Avery Fineman July 7th 04 09:39 PM

In article , Bill Turner
writes:

On Tue, 06 Jul 2004 21:46:37 -0500, Bob Liesenfeld
wrote:

Curious. Very curious. From my experience, measuring the 'Zo of a
feedthrough cap' would be something like measuring the 'color' of a
miles/gallon rating of an automobile. Not an applicable unit of
measurement.


_________________________________________________ ________

Not at all. A feedthrough cap is essentially like a very short piece of
coax. Think about it. If the capacitance is small, it could well
"look" just like a short piece of 50 ohm coax. If the capacitance is
large - 1000 pf or so - that's different. It would then look like a
piece of coax with very low Zo.

It all depends.


No. 10 pFd at 1 GHz has a reactance of 15.9 Ohms. That tosses
the VSWR in the bucket if that is part of a "line section."

A "small capacitor" of 100 pFd at 100 MHz has the same reactance
of 15.9 Ohms.

Feed-throughs were designed to be SHORTS on purpose...

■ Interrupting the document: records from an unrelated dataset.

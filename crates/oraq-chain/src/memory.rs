//! In-memory submitter for testing.

use async_trait::async_trait;
use std::collections::{HashMap, VecDeque};
use std::sync::Mutex;

use oraq_types::{Address, Hex, OraqError, Result};

use crate::{Submitter, TxReceipt};

/// A transaction recorded by [`MemorySubmitter::submit`].
#[derive(Debug, Clone)]
pub struct SubmittedTx {
    pub from: Address,
    pub to: Address,
    pub data: Hex,
}

/// In-memory submitter (for testing and offline use).
///
/// Call and receipt results are scripted per `(to, selector)` key. Queued
/// results are consumed in order; the final queued result is sticky, so a
/// polling loop keeps observing it.
pub struct MemorySubmitter {
    accounts: Vec<Address>,
    call_results: Mutex<HashMap<String, VecDeque<Hex>>>,
    receipts: Mutex<HashMap<String, VecDeque<TxReceipt>>>,
    submissions: Mutex<Vec<SubmittedTx>>,
}

fn key(to: &Address, data: &str) -> String {
    // 0x + 4-byte selector
    let selector = data.get(..10).unwrap_or(data);
    format!("{}:{}", to.as_str(), selector)
}

impl MemorySubmitter {
    pub fn new(accounts: Vec<Address>) -> Self {
        Self {
            accounts,
            call_results: Mutex::new(HashMap::new()),
            receipts: Mutex::new(HashMap::new()),
            submissions: Mutex::new(Vec::new()),
        }
    }

    /// Queue a read-call result for a `(contract, selector)` pair.
    pub fn queue_call(&self, to: &Address, selector_data: &str, result: &str) {
        let mut results = self.call_results.lock().unwrap();
        results
            .entry(key(to, selector_data))
            .or_default()
            .push_back(result.to_string());
    }

    /// Queue a receipt for the next submission to a `(contract, selector)` pair.
    pub fn queue_receipt(&self, to: &Address, selector_data: &str, receipt: TxReceipt) {
        let mut receipts = self.receipts.lock().unwrap();
        receipts
            .entry(key(to, selector_data))
            .or_default()
            .push_back(receipt);
    }

    /// All transactions submitted so far, in order.
    pub fn submissions(&self) -> Vec<SubmittedTx> {
        self.submissions.lock().unwrap().clone()
    }
}

fn pop_sticky<T: Clone>(queue: &mut VecDeque<T>) -> Option<T> {
    if queue.len() > 1 {
        queue.pop_front()
    } else {
        queue.front().cloned()
    }
}

#[async_trait]
impl Submitter for MemorySubmitter {
    async fn call(&self, to: &Address, data: &str) -> Result<Hex> {
        let mut results = self.call_results.lock().unwrap();
        results
            .get_mut(&key(to, data))
            .and_then(pop_sticky)
            .ok_or_else(|| OraqError::Rpc(format!("no scripted call result for {}", key(to, data))))
    }

    async fn submit(&self, from: &Address, to: &Address, data: &str) -> Result<TxReceipt> {
        let tx_number = {
            let mut submissions = self.submissions.lock().unwrap();
            submissions.push(SubmittedTx {
                from: from.clone(),
                to: to.clone(),
                data: data.to_string(),
            });
            submissions.len()
        };
        let mut receipts = self.receipts.lock().unwrap();
        let receipt = receipts
            .get_mut(&key(to, data))
            .and_then(pop_sticky)
            .unwrap_or_else(|| TxReceipt {
                tx_hash: format!("0xmock{}", tx_number),
                succeeded: true,
                logs: Vec::new(),
            });
        if !receipt.succeeded {
            return Err(OraqError::Reverted(receipt.tx_hash));
        }
        Ok(receipt)
    }

    async fn accounts(&self) -> Result<Vec<Address>> {
        Ok(self.accounts.clone())
    }
}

[email protected] July 7th 04 11:34 PM

Well here's what I did: I treated it like a peice of coax. I made a
fixture to hold the "feedthru" with semi-rigid coax on one side and a
50 ohm chip resistor on the other. I dropped in a short peice of coax
and cal'ed to that. Then checked VSWR, was about 1.00something. Then I
took out the coax, dropped in a few feedthrus and got VSWRs about 1.04
- 1.06, which works out to about 53 - 55 ohms or so.
How's that sound?

Bob Liesenfeld July 8th 04 01:46 AM



wrote:

Well here's what I did: I treated it like a peice of coax. I made a
fixture to hold the "feedthru" with semi-rigid coax on one side and a
50 ohm chip resistor on the other. I dropped in a short peice of coax
and cal'ed to that. Then checked VSWR, was about 1.00something. Then I
took out the coax, dropped in a few feedthrus and got VSWRs about 1.04
- 1.06, which works out to about 53 - 55 ohms or so.
How's that sound?


I could be wrong, but it really sounds to me that what you have is a
50 Ohm coaxial connector of some type, not a feed through capacitor.
Hey! Any chance you could 'loose' one and ship it to me? I'd love to get
a look at this critter. ;) ;)

Best 72
Bob 'POQ



Roy Lewallen July 8th 04 02:29 AM

Maybe one of the network analyzer experts will jump in at this point --
I'm not one. If I were your client, I certainly wouldn't be satisfied
with your methodology. But I'm not your client, so what satisfies me
isn't important. Good luck.

Roy Lewallen, W7EL

wrote:
Well here's what I did: I treated it like a peice of coax. I made a
fixture to hold the "feedthru" with semi-rigid coax on one side and a
50 ohm chip resistor on the other. I dropped in a short peice of coax
and cal'ed to that. Then checked VSWR, was about 1.00something. Then I
took out the coax, dropped in a few feedthrus and got VSWRs about 1.04
- 1.06, which works out to about 53 - 55 ohms or so.
How's that sound?


[email protected] July 8th 04 03:50 AM

Could you suggest some way I could do it?
On Wed, 07 Jul 2004 18:29:31 -0700, Roy Lewallen
wrote:

Maybe one of the network analyzer experts will jump in at this point --
I'm not one. If I were your client, I certainly wouldn't be satisfied
with your methodology. But I'm not your client, so what satisfies me
isn't important. Good luck.

Roy Lewallen, W7EL

wrote:
Well here's what I did: I treated it like a peice of coax. I made a
fixture to hold the "feedthru" with semi-rigid coax on one side and a
50 ohm chip resistor on the other. I dropped in a short peice of coax
and cal'ed to that. Then checked VSWR, was about 1.00something. Then I
took out the coax, dropped in a few feedthrus and got VSWRs about 1.04
- 1.06, which works out to about 53 - 55 ohms or so.
How's that sound?



Avery Fineman July 8th 04 04:42 AM

In article , Bill Turner
writes:

On 07 Jul 2004 20:39:22 GMT, (Avery Fineman) wrote:

No. 10 pFd at 1 GHz has a reactance of 15.9 Ohms. That tosses
the VSWR in the bucket if that is part of a "line section."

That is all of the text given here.